Der Hang Seng schloss am Dienstag mit einem Minus von 6 Prozent auf einem Niveau, das zuletzt vor zehn Jahren gesehen wurde. Der Hang Seng China Enterprises Index sackte sogar 7,7 Prozent ab, nachdem er am Montag den grössten Einbruch seit der Finanzkrise 2008 verbucht hatte. Der Ausverkauf war am Dienstag bei den Aktien der Tech-Giganten Alibaba (-12 Prozent) und Tencent (-10 Prozent) besonders ausgeprägt.

Chinas Aktien werden derzeit als noch riskanter als ohnehin schon wahrgenommen, da Pekings Annäherung an Russland Sanktionen zur Folge haben könnte. Die Sorgen über regulatorische Entwicklungen einschliesslich eines möglichen Delistings von China-Aktien an der US-Börse sind dadurch wieder grösser geworden. Während optimistische Wirtschaftsdaten für einen seltenen Lichtblick am Markt sorgen, trüben die zunehmenden Corona-Lockdowns in chinesischen Grossstädten den Ausblick zusätzlich.

"Der Ausverkauf ist übertrieben, aber alles andere auch", sagte er Andy Maynard, Aktienchef bei China Renaissance Securities. "Der Markt ist verrückt - es gibt keine Fundamentaldaten mehr. Dies könnte schlimmer sein als die Finanzkrise von 2008."

Der Hang Seng Tech Index, der die 30 grössten an der Börse von Hongkong gelisteten Technologie-Unternehmen umfasst, verzeichnete am Dienstag einen Intraday-Swing von fast 9 Prozentpunkten. Dies ist die grösste Bewegung an einem Tag seit dem 27. Juli, wie von Bloomberg zusammengestellte Daten zeigen.

"Wenn der Glaube dahin ist, sind die Menschen bereit, überall Negatives zu sehen. Einige sind sogar misstrauisch gegenüber den soliden Wirtschaftsdaten", sagte Yu Yingbo, Investment Director bei Shenzhen Qianhai United Fortune Fund. "Es ist ein geplanter, hartnäckiger und synchronisierter Verkauf."

Tech-Ausverkauf könnte weitergehen

Der Ausverkauf chinesischer Aktien war besonders heftig im Tech-Bereich. Schon über ein Jahr lang hat das regulatorische Durchgreifen durch Peking auf den chinesischen Technologie-Aktien gelastet. Zuletzt kam noch die drohende geldpolitische Straffung durch die US-Notenbank Fed dazu. 

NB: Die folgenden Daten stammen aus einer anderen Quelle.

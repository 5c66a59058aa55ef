use crate::config::PlaybackMode;
use crate::geometry::Rect;
use serde::{Deserialize, Serialize};

#[derive(Debug, Clone, Copy, Serialize, Deserialize, PartialEq, Eq, Default)]
#[serde(rename_all = "snake_case")]
pub enum PlaybackStatus {
    #[default]
    Stopped,
    Playing,
    Paused,
    /// Last bubble of the last page narrated; indices are back at zero.
    Finished,
}

impl std::fmt::Display for PlaybackStatus {
    fn fmt(&self, f: &mut std::fmt::Formatter<'_>) -> std::fmt::Result {
        let label = match self {
            PlaybackStatus::Stopped => "stopped",
            PlaybackStatus::Playing => "playing",
            PlaybackStatus::Paused => "paused",
            PlaybackStatus::Finished => "finished",
        };
        write!(f, "{}", label)
    }
}

/// Position and status of a reading session.
///
/// `scroll_offset_y` is in the coordinates of the analysed image; continuous
/// mode uses it as the OCR cursor.
#[derive(Debug, Clone, PartialEq)]
pub struct PlaybackState {
    pub current_page_index: usize,
    pub current_bubble_index: usize,
    pub is_playing: bool,
    pub scroll_offset_y: f32,
    pub mode: PlaybackMode,
    pub status: PlaybackStatus,
}

impl PlaybackState {
    pub fn new(mode: PlaybackMode) -> Self {
        Self {
            current_page_index: 0,
            current_bubble_index: 0,
            is_playing: false,
            scroll_offset_y: 0.0,
            mode,
            status: PlaybackStatus::Stopped,
        }
    }

    pub(crate) fn set_status(&mut self, status: PlaybackStatus) {
        self.status = status;
        self.is_playing = status == PlaybackStatus::Playing;
    }

    pub(crate) fn reset_position(&mut self) {
        self.current_page_index = 0;
        self.current_bubble_index = 0;
        self.scroll_offset_y = 0.0;
    }
}

/// What the controller asks the UI to show. Positions are display pixels.
#[derive(Debug, Clone, PartialEq)]
pub enum PlaybackEvent {
    Status { text: String, icon: &'static str },
    ScrollTo { page: usize, y: f32 },
    Highlight { page: usize, bubble: usize, bounds: Rect },
    StateChanged(PlaybackStatus),
    Warning(String),
}
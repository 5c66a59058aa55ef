//! Turning raw OCR blocks into speech-bubble candidates.

use crate::config::ExtractionConfig;
use crate::geometry::Rect;
use crate::model::TextBlock;
use tracing::{debug, trace};
use unicode_normalization::UnicodeNormalization;

/// A merged group of blocks before speaker/emotion classification.
#[derive(Debug, Clone, PartialEq)]
pub struct BubbleDraft {
    pub text: String,
    pub bounds: Rect,
    pub confidence: f32,
}

impl BubbleDraft {
    pub fn as_block(&self) -> TextBlock {
        TextBlock::new(self.bounds, self.text.clone())
    }
}

#[derive(Debug, Clone, Copy, PartialEq, Eq)]
pub enum Rejection {
    NotDialogue,
    TooSmall,
    BadAspect,
}

#[derive(Debug, Clone)]
pub struct BubbleExtractor {
    config: ExtractionConfig,
}

impl BubbleExtractor {
    pub fn new(config: ExtractionConfig) -> Self {
        Self { config }
    }

    /// Filter, group and merge blocks found on a `width` x `height` image.
    pub fn extract(&self, blocks: &[TextBlock], width: u32, height: u32) -> Vec<BubbleDraft> {
        let accepted: Vec<TextBlock> = blocks
            .iter()
            .filter_map(|block| {
                let cleaned = TextBlock::new(block.bounds, clean_text(&block.text));
                match self.check(&cleaned, width, height) {
                    Ok(()) => Some(cleaned),
                    Err(reason) => {
                        trace!(text = %cleaned.text, ?reason, "Rejected OCR block");
                        None
                    }
                }
            })
            .collect();

        let groups = group_blocks(&accepted);
        let mut drafts = Vec::with_capacity(groups.len());
        for group in groups {
            let members: Vec<&TextBlock> = group.iter().map(|&idx| &accepted[idx]).collect();
            let merged = merge_group(&members);
            if members.len() > 1 && self.check(&merged.as_block(), width, height).is_err() {
                // The union left the acceptance band; keep the lines separate.
                debug!(lines = members.len(), "Merged group rejected; emitting lines");
                drafts.extend(members.iter().map(|block| merge_group(&[*block])));
            } else {
                drafts.push(merged);
            }
        }
        debug!(
            blocks = blocks.len(),
            accepted = accepted.len(),
            bubbles = drafts.len(),
            "Extracted bubbles"
        );
        drafts
    }

    /// Run every filter stage on one block.
    pub fn check(&self, block: &TextBlock, width: u32, height: u32) -> Result<(), Rejection> {
        if !self.is_dialogue_likely(&block.text) {
            return Err(Rejection::NotDialogue);
        }
        let webtoon = self.is_webtoon(width, height);
        let image_area = width as f64 * height as f64;
        let min_ratio = if webtoon {
            self.config.webtoon_min_area_ratio
        } else {
            self.config.page_min_area_ratio
        };
        if image_area <= 0.0 || (block.bounds.area() as f64) < image_area * min_ratio as f64 {
            return Err(Rejection::TooSmall);
        }
        let (min_aspect, max_aspect) = if webtoon {
            (self.config.webtoon_aspect_min, self.config.webtoon_aspect_max)
        } else {
            (self.config.page_aspect_min, self.config.page_aspect_max)
        };
        let aspect = block.bounds.aspect_ratio();
        if aspect < min_aspect || aspect > max_aspect {
            return Err(Rejection::BadAspect);
        }
        Ok(())
    }

    pub fn is_webtoon(&self, width: u32, height: u32) -> bool {
        width > 0 && height as f32 / width as f32 > self.config.webtoon_aspect
    }

    fn is_dialogue_likely(&self, text: &str) -> bool {
        let trimmed = text.trim();
        if trimmed.chars().count() < self.config.min_chars {
            return false;
        }
        let compact: String = trimmed.chars().filter(|c| !c.is_whitespace()).collect();
        if compact
            .chars()
            .all(|c| c.is_ascii_digit() || matches!(c, '.' | ',' | ':' | '-' | '/'))
        {
            return false;
        }
        let glyphs = compact.chars().count();
        if (1..=3).contains(&glyphs) && compact.chars().all(|c| c.is_ascii_uppercase()) {
            return false;
        }
        compact.chars().any(char::is_alphabetic)
    }
}

/// NFKC-normalise and collapse all whitespace (line breaks included).
pub fn clean_text(text: &str) -> String {
    let normalized: String = text.nfkc().collect();
    normalized.split_whitespace().collect::<Vec<_>>().join(" ")
}

/// Two blocks belong together when their centers are closer than their
/// average height.
fn is_near(a: &Rect, b: &Rect) -> bool {
    let radius = (a.height() as f32 + b.height() as f32) / 2.0;
    a.center_distance(b) < radius
}

/// Single pass in block order: each block joins the first group holding a
/// block within reach, otherwise it starts a new group.
fn group_blocks(blocks: &[TextBlock]) -> Vec<Vec<usize>> {
    let mut groups: Vec<Vec<usize>> = Vec::new();
    for (idx, block) in blocks.iter().enumerate() {
        let target = groups.iter().position(|group| {
            group
                .iter()
                .any(|&member| is_near(&blocks[member].bounds, &block.bounds))
        });
        match target {
            Some(g) => groups[g].push(idx),
            None => groups.push(vec![idx]),
        }
    }
    groups
}

fn merge_group(members: &[&TextBlock]) -> BubbleDraft {
    let mut ordered: Vec<&TextBlock> = members.to_vec();
    ordered.sort_by_key(|block| (block.bounds.top, block.bounds.left));

    let bounds = ordered
        .iter()
        .map(|block| block.bounds)
        .reduce(|acc, rect| acc.union(&rect))
        .unwrap_or_default();
    let text = ordered
        .iter()
        .map(|block| block.text.trim())
        .filter(|line| !line.is_empty())
        .collect::<Vec<_>>()
        .join(" ");
    let confidence = letter_ratio(&text);
    BubbleDraft {
        text,
        bounds,
        confidence,
    }
}

fn letter_ratio(text: &str) -> f32 {
    let mut total = 0usize;
    let mut letters = 0usize;
    for ch in text.chars().filter(|c| !c.is_whitespace()) {
        total += 1;
        if ch.is_alphabetic() {
            letters += 1;
        }
    }
    if total == 0 {
        return 0.0;
    }
    letters as f32 / total as f32
}

#[cfg(test)]
mod tests {
    use super::*;

    fn extractor() -> BubbleExtractor {
        BubbleExtractor::new(ExtractionConfig::default())
    }

    fn block(x: i32, y: i32, w: i32, h: i32, text: &str) -> TextBlock {
        TextBlock::new(Rect::from_xywh(x, y, w, h), text)
    }

    #[test]
    fn adjacent_lines_merge_and_far_block_stays_alone() {
        let blocks = vec![
            block(100, 100, 300, 40, "Where are"),
            block(100, 135, 300, 40, "you going?"),
            block(100, 900, 300, 40, "Over here!"),
        ];
        let bubbles = extractor().extract(&blocks, 1000, 1500);
        assert_eq!(bubbles.len(), 2);
        assert_eq!(bubbles[0].text, "Where are you going?");
        assert_eq!(bubbles[0].bounds, Rect::new(100, 100, 400, 175));
        assert_eq!(bubbles[1].text, "Over here!");
    }

    #[test]
    fn merged_text_is_top_to_bottom_without_line_breaks() {
        let blocks = vec![
            block(100, 135, 300, 40, "second\nline"),
            block(100, 100, 300, 40, "first"),
        ];
        let bubbles = extractor().extract(&blocks, 1000, 1500);
        assert_eq!(bubbles.len(), 1);
        assert_eq!(bubbles[0].text, "first second line");
    }

    #[test]
    fn labels_numbers_and_short_text_are_rejected() {
        let e = extractor();
        let rect = Rect::from_xywh(0, 0, 300, 40);
        for text in ["ok", "1234", "12:30", "SFX", "BAM", "!!??"] {
            assert_eq!(
                e.check(&TextBlock::new(rect, text), 1000, 1500),
                Err(Rejection::NotDialogue),
                "{text}"
            );
        }
        assert!(e.check(&TextBlock::new(rect, "Hey you"), 1000, 1500).is_ok());
    }

    #[test]
    fn area_threshold_adapts_to_webtoon_pages() {
        let e = extractor();
        // 60x20 = 1200px: under 0.3% of a 1000x1500 page, above 0.01% of a webtoon strip.
        let small = TextBlock::new(Rect::from_xywh(0, 0, 60, 20), "hello");
        assert_eq!(e.check(&small, 1000, 1500), Err(Rejection::TooSmall));
        assert!(e.check(&small, 1000, 8000).is_ok());
    }

    #[test]
    fn tall_narrow_blocks_pass_only_on_webtoons() {
        let e = extractor();
        let narrow = TextBlock::new(Rect::from_xywh(0, 0, 100, 400), "vertical words");
        assert_eq!(e.check(&narrow, 1000, 1500), Err(Rejection::BadAspect));
        assert!(e.check(&narrow, 1000, 8000).is_ok());
    }

    #[test]
    fn extraction_output_passes_its_own_filter() {
        let e = extractor();
        let blocks = vec![
            block(100, 100, 300, 40, "Where are"),
            block(100, 135, 300, 40, "you going?"),
            block(500, 500, 60, 120, "Wait"),
            block(500, 560, 60, 120, "for me"),
            block(100, 900, 300, 40, "Over here!"),
        ];
        let first = e.extract(&blocks, 1000, 1500);
        let as_blocks: Vec<TextBlock> = first.iter().map(BubbleDraft::as_block).collect();
        for block in &as_blocks {
            assert!(e.check(block, 1000, 1500).is_ok(), "{}", block.text);
        }
        let second = e.extract(&as_blocks, 1000, 1500);
        assert!(second.len() <= first.len());
        assert!(!second.is_empty());
    }

    #[test]
    fn full_width_text_is_normalized() {
        assert_eq!(clean_text("ＨＥＬＬＯ\n  world"), "HELLO world");
    }
}
//! Voice, pitch and rate for a bubble.

use crate::config::TtsConfig;
use crate::model::{Emotion, Gender, SpeechBubble};
use crate::services::{Utterance, Voice};
use tracing::debug;

const MIN_FACTOR: f32 = 0.25;
const MAX_FACTOR: f32 = 4.0;

/// Gender pool of a voice: the engine's hint first, then its name.
pub fn voice_gender(voice: &Voice) -> Option<Gender> {
    if let Some(hint) = voice.gender_hint {
        if hint != Gender::Unknown {
            return Some(hint);
        }
    }
    let name = voice.name.to_lowercase();
    name.split(|c: char| !c.is_alphanumeric())
        .find_map(token_gender)
}

/// Whole-token match, plus espeak-style `f3` / `m1` variant names.
fn token_gender(token: &str) -> Option<Gender> {
    match token {
        "female" | "woman" | "girl" => return Some(Gender::Female),
        "male" | "man" | "boy" => return Some(Gender::Male),
        _ => {}
    }
    let mut chars = token.chars();
    let first = chars.next()?;
    let rest = chars.as_str();
    if rest.is_empty() || !rest.chars().all(|c| c.is_ascii_digit()) {
        return None;
    }
    match first {
        'f' => Some(Gender::Female),
        'm' => Some(Gender::Male),
        _ => None,
    }
}

/// (pitch, rate) multipliers for an emotion.
pub fn emotion_factors(emotion: Emotion) -> (f32, f32) {
    match emotion {
        Emotion::Happy => (1.15, 1.1),
        Emotion::Sad => (0.9, 0.85),
        Emotion::Angry => (0.95, 1.15),
        Emotion::Surprised => (1.2, 1.05),
        Emotion::Scared => (1.1, 1.2),
        Emotion::Neutral => (1.0, 1.0),
    }
}

fn gender_pitch(gender: Gender) -> f32 {
    match gender {
        Gender::Male => 0.85,
        Gender::Female => 1.15,
        Gender::Unknown => 1.0,
    }
}

#[derive(Debug, Clone, Default)]
pub struct VoiceSelector {
    male: Vec<String>,
    female: Vec<String>,
    default_voice: Option<String>,
    base_pitch: f32,
    base_rate: f32,
}

impl VoiceSelector {
    pub fn new(voices: &[Voice], config: &TtsConfig) -> Self {
        let mut male = Vec::new();
        let mut female = Vec::new();
        for voice in voices {
            match voice_gender(voice) {
                Some(Gender::Male) => male.push(voice.name.clone()),
                Some(Gender::Female) => female.push(voice.name.clone()),
                _ => {}
            }
        }
        debug!(
            male = male.len(),
            female = female.len(),
            "Classified TTS voices"
        );
        Self {
            male,
            female,
            default_voice: config.default_voice.clone(),
            base_pitch: config.base_pitch,
            base_rate: config.base_rate,
        }
    }

    pub fn voice_for(&self, gender: Gender) -> Option<String> {
        let pool = match gender {
            Gender::Male => self.male.first(),
            Gender::Female => self.female.first(),
            Gender::Unknown => None,
        };
        pool.cloned().or_else(|| self.default_voice.clone())
    }

    /// Utterance for `bubble` spoken as `gender`, which may differ from the
    /// bubble's own label when the user overrode it.
    pub fn utterance(&self, bubble: &SpeechBubble, gender: Gender) -> Utterance {
        let (pitch_factor, rate_factor) = emotion_factors(bubble.emotion);
        Utterance {
            text: bubble.text.clone(),
            voice: self.voice_for(gender),
            pitch: (self.base_pitch * gender_pitch(gender) * pitch_factor)
                .clamp(MIN_FACTOR, MAX_FACTOR),
            rate: (self.base_rate * rate_factor).clamp(MIN_FACTOR, MAX_FACTOR),
        }
    }
}

#[cfg(test)]
mod tests {
    use super::*;
    use crate::geometry::Rect;

    fn voice(name: &str, hint: Option<Gender>) -> Voice {
        Voice {
            name: name.to_string(),
            language: None,
            gender_hint: hint,
        }
    }

    #[test]
    fn female_names_do_not_land_in_the_male_pool() {
        assert_eq!(voice_gender(&voice("en-us-female-2", None)), Some(Gender::Female));
        assert_eq!(voice_gender(&voice("en-gb-male", None)), Some(Gender::Male));
        assert_eq!(voice_gender(&voice("en+f3", None)), Some(Gender::Female));
        assert_eq!(voice_gender(&voice("german", None)), None);
        assert_eq!(voice_gender(&voice("en-x-robot", None)), None);
        assert_eq!(
            voice_gender(&voice("en-x-robot", Some(Gender::Female))),
            Some(Gender::Female)
        );
    }

    #[test]
    fn pitch_combines_base_gender_and_emotion() {
        let voices = vec![voice("alto-female", None), voice("bass-male", None)];
        let config = TtsConfig {
            default_voice: Some("narrator".to_string()),
            ..TtsConfig::default()
        };
        let selector = VoiceSelector::new(&voices, &config);
        let bubble = SpeechBubble {
            text: "Hooray".to_string(),
            bounds: Rect::default(),
            confidence: 1.0,
            gender: Gender::Female,
            emotion: Emotion::Sad,
            reading_order: 0,
        };

        let female = selector.utterance(&bubble, Gender::Female);
        assert_eq!(female.voice.as_deref(), Some("alto-female"));
        assert!((female.pitch - 1.15 * 0.9).abs() < 1e-5);
        assert!((female.rate - 0.85).abs() < 1e-5);

        let male = selector.utterance(&bubble, Gender::Male);
        assert_eq!(male.voice.as_deref(), Some("bass-male"));

        let unknown = selector.utterance(&bubble, Gender::Unknown);
        assert_eq!(unknown.voice.as_deref(), Some("narrator"));
    }
}
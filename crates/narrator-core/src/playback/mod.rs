//! Narration playback: state, events, voice choice and the controller.

mod controller;
mod state;
mod voice;

pub use controller::{PlaybackContent, PlaybackController, SpeakOutcome, Strip};
pub use state::{PlaybackEvent, PlaybackState, PlaybackStatus};
pub use voice::{VoiceSelector, emotion_factors, voice_gender};
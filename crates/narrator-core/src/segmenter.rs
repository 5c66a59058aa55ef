//! Splitting tall pages into OCR-sized chunks.
//!
//! Chunks are planned as [`ChunkSpan`]s first and materialised one at a time,
//! so only one chunk bitmap needs to be alive while a page is analysed.
//! Every span carries a *core* band: detections whose center falls outside it
//! belong to the neighbouring span and are dropped, which keeps overlapping
//! windows from reporting a bubble twice.

use crate::config::{SegmentationConfig, SegmentationPolicy};
use image::RgbaImage;
use image::imageops;
use tracing::{debug, info};

/// A vertical slice of a page, in page coordinates.
#[derive(Debug, Clone, Copy, PartialEq, Eq)]
pub struct ChunkSpan {
    pub y_offset: u32,
    pub height: u32,
    /// Leading part of the span that this chunk is authoritative for.
    pub core_height: u32,
}

impl ChunkSpan {
    pub fn whole(height: u32) -> Self {
        Self {
            y_offset: 0,
            height,
            core_height: height,
        }
    }

    pub fn end(&self) -> u32 {
        self.y_offset + self.height
    }

    pub fn core_end(&self) -> u32 {
        self.y_offset + self.core_height
    }

    /// Whether a page-space y coordinate belongs to this span's core band.
    pub fn owns(&self, y: f32) -> bool {
        y >= self.y_offset as f32 && y < self.core_end() as f32
    }
}

/// A materialised slice ready for OCR.
#[derive(Debug, Clone)]
pub struct Chunk {
    pub bitmap: RgbaImage,
    pub original_y_offset: u32,
    pub original_height: u32,
    pub core_height: u32,
}

impl Chunk {
    pub fn span(&self) -> ChunkSpan {
        ChunkSpan {
            y_offset: self.original_y_offset,
            height: self.original_height,
            core_height: self.core_height,
        }
    }
}

/// One way of cutting a tall page into spans.
pub trait SegmentStrategy: Send + Sync {
    fn name(&self) -> &'static str;
    fn plan(&self, image: &RgbaImage, target_chunk_height: u32) -> Vec<ChunkSpan>;
}

pub struct WholeImage;

impl SegmentStrategy for WholeImage {
    fn name(&self) -> &'static str {
        "whole"
    }

    fn plan(&self, image: &RgbaImage, _target_chunk_height: u32) -> Vec<ChunkSpan> {
        if image.height() == 0 {
            return Vec::new();
        }
        vec![ChunkSpan::whole(image.height())]
    }
}

/// Fixed-height windows sliding down the page with an overlap margin.
pub struct FixedHeightWindows {
    pub overlap: u32,
}

impl SegmentStrategy for FixedHeightWindows {
    fn name(&self) -> &'static str {
        "fixed-height"
    }

    fn plan(&self, image: &RgbaImage, target_chunk_height: u32) -> Vec<ChunkSpan> {
        viewport_windows(image.height(), target_chunk_height, self.overlap)
    }
}

/// Whitespace-gutter panel detection along the horizontal midpoint.
pub struct PanelBoundaries {
    pub whitespace_brightness: u8,
    pub stride: u32,
    pub min_gap_height: u32,
    pub min_panel_height: u32,
}

impl SegmentStrategy for PanelBoundaries {
    fn name(&self) -> &'static str {
        "panel-boundaries"
    }

    fn plan(&self, image: &RgbaImage, _target_chunk_height: u32) -> Vec<ChunkSpan> {
        let height = image.height();
        let gaps = self.whitespace_runs(image);
        if gaps.is_empty() {
            return Vec::new();
        }

        let mut panels = Vec::new();
        let mut cursor = 0u32;
        for (start, end) in gaps.iter().copied().chain(std::iter::once((height, height))) {
            if start > cursor {
                let panel_height = start - cursor;
                if panel_height >= self.min_panel_height {
                    panels.push(ChunkSpan {
                        y_offset: cursor,
                        height: panel_height,
                        core_height: panel_height,
                    });
                } else {
                    debug!(
                        y = cursor,
                        height = panel_height,
                        "Dropping separator strip below minimum panel height"
                    );
                }
            }
            cursor = cursor.max(end);
        }
        panels
    }
}

impl PanelBoundaries {
    /// Whitespace runs at least `min_gap_height` tall, as `[start, end)` rows.
    fn whitespace_runs(&self, image: &RgbaImage) -> Vec<(u32, u32)> {
        let (width, height) = image.dimensions();
        if width == 0 || height == 0 {
            return Vec::new();
        }
        let x = width / 2;
        let stride = self.stride.max(1);

        let mut runs = Vec::new();
        let mut run: Option<(u32, u32)> = None;
        let mut y = 0u32;
        while y < height {
            if is_whitespace(image, x, y, self.whitespace_brightness) {
                run = Some(match run {
                    Some((start, _)) => (start, y + 1),
                    None => (y, y + 1),
                });
            } else if let Some((start, end)) = run.take() {
                if end - start >= self.min_gap_height {
                    runs.push((start, end));
                }
            }
            y = y.saturating_add(stride);
        }
        if let Some((start, _)) = run {
            // A run reaching the last sample extends to the bottom edge.
            if height - start >= self.min_gap_height {
                runs.push((start, height));
            }
        }
        runs
    }
}

fn is_whitespace(image: &RgbaImage, x: u32, y: u32, threshold: u8) -> bool {
    let [r, g, b, _] = image.get_pixel(x, y).0;
    let luma = 0.299 * r as f32 + 0.587 * g as f32 + 0.114 * b as f32;
    luma >= threshold as f32
}

/// Windows of `window` rows stepping by `window`, each extended by `overlap`.
///
/// Cores tile `[0, height)` exactly; the final window may be partial.
pub fn viewport_windows(height: u32, window: u32, overlap: u32) -> Vec<ChunkSpan> {
    let window = window.max(1);
    let mut spans = Vec::new();
    let mut y = 0u32;
    while y < height {
        let core_height = window.min(height - y);
        let span_height = window.saturating_add(overlap).min(height - y);
        spans.push(ChunkSpan {
            y_offset: y,
            height: span_height,
            core_height,
        });
        y += core_height;
    }
    spans
}

pub struct PageSegmenter {
    config: SegmentationConfig,
    strategy: Box<dyn SegmentStrategy>,
}

impl PageSegmenter {
    pub fn new(config: SegmentationConfig) -> Self {
        let strategy: Box<dyn SegmentStrategy> = match config.policy {
            SegmentationPolicy::Whole => Box::new(WholeImage),
            SegmentationPolicy::FixedHeight | SegmentationPolicy::Viewport => {
                Box::new(FixedHeightWindows {
                    overlap: config.chunk_overlap,
                })
            }
            SegmentationPolicy::PanelBoundaries => Box::new(PanelBoundaries {
                whitespace_brightness: config.whitespace_brightness,
                stride: config.scan_stride,
                min_gap_height: config.min_gap_height,
                min_panel_height: config.min_panel_height,
            }),
        };
        Self { config, strategy }
    }

    pub fn config(&self) -> &SegmentationConfig {
        &self.config
    }

    pub fn is_tall(&self, width: u32, height: u32) -> bool {
        width > 0 && height as f32 / width as f32 >= self.config.tall_aspect_threshold
    }

    /// Spans covering `image`; never empty for a non-empty image.
    pub fn plan(&self, image: &RgbaImage, target_chunk_height: u32) -> Vec<ChunkSpan> {
        let (width, height) = image.dimensions();
        if width == 0 || height == 0 {
            return Vec::new();
        }
        if !self.is_tall(width, height) {
            return vec![ChunkSpan::whole(height)];
        }

        let spans = self.strategy.plan(image, target_chunk_height);
        if !spans.is_empty() {
            info!(
                strategy = self.strategy.name(),
                chunks = spans.len(),
                height,
                "Segmented tall page"
            );
            return spans;
        }

        let fallback = viewport_windows(height, target_chunk_height, self.config.chunk_overlap);
        info!(
            strategy = self.strategy.name(),
            chunks = fallback.len(),
            height,
            "No boundaries detected; using fixed-height windows"
        );
        fallback
    }

    /// Copy one span out of the page.
    pub fn materialize(&self, image: &RgbaImage, span: ChunkSpan) -> Chunk {
        let height = span.height.min(image.height().saturating_sub(span.y_offset));
        let bitmap = imageops::crop_imm(image, 0, span.y_offset, image.width(), height).to_image();
        Chunk {
            bitmap,
            original_y_offset: span.y_offset,
            original_height: height,
            core_height: span.core_height.min(height),
        }
    }

    pub fn segment(&self, image: &RgbaImage, target_chunk_height: u32) -> Vec<Chunk> {
        self.plan(image, target_chunk_height)
            .into_iter()
            .map(|span| self.materialize(image, span))
            .collect()
    }
}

Die Stimmung gegenüber chinesischer Technologie hatte sich in letzter Zeit in regelrechte Angst verwandelt. Anleger richteten ihre Aufmerksamkeit auf das Risiko von Sanktionen, sollte China Russland Hilfe für seinen Krieg anbieten. Das löste einen 11-prozentigen Einbruch des Hang Seng Tech Index am Montag aus. Analysten von JPMorgan haben einige chinesische Internetunternehmen sogar als "nicht investierbar" bezeichnet.

Der unerbittliche Niedergang hat auch die Bewertung des MSCI China Index im Vergleich zu seinen globalen Konkurrenten auf ein Rekordtief getrieben. Einige Käufer sehen die aktuellen Niveaus daher möglicherweise als zu attraktiv an, um sie zu ignorieren. Ein börsengehandelter Fonds, der die Techwerte des Hang Seng nachbildet, verzeichnete in diesem Monat Nettozuflüsse von 192 Millionen Dollar. Dies ist der grösste Zuwachs seit Dezember.

"Wir sind aus mehreren Gründen in chinesischen Aktien untergewichtet", sagte Cesar Perez Ruiz, Chief Investment Officer von Pictet Wealth Management. Der Börsenexperte nannte dabei die Null-Covid-Politik des Landes, die sich negativ auf das Wachstum auswirkt, als einer der Gründe für seine Haltung. Für chinesische Technologie-Aktien sieht Ruiz weiterhin Abwärtsrisiken: "Die Tech-Branche wird weiterhin unter regulatorischen Herausforderungen, dem Risiko des US-Delisting und dem Gegenwind durch steigende Zinsen leiden."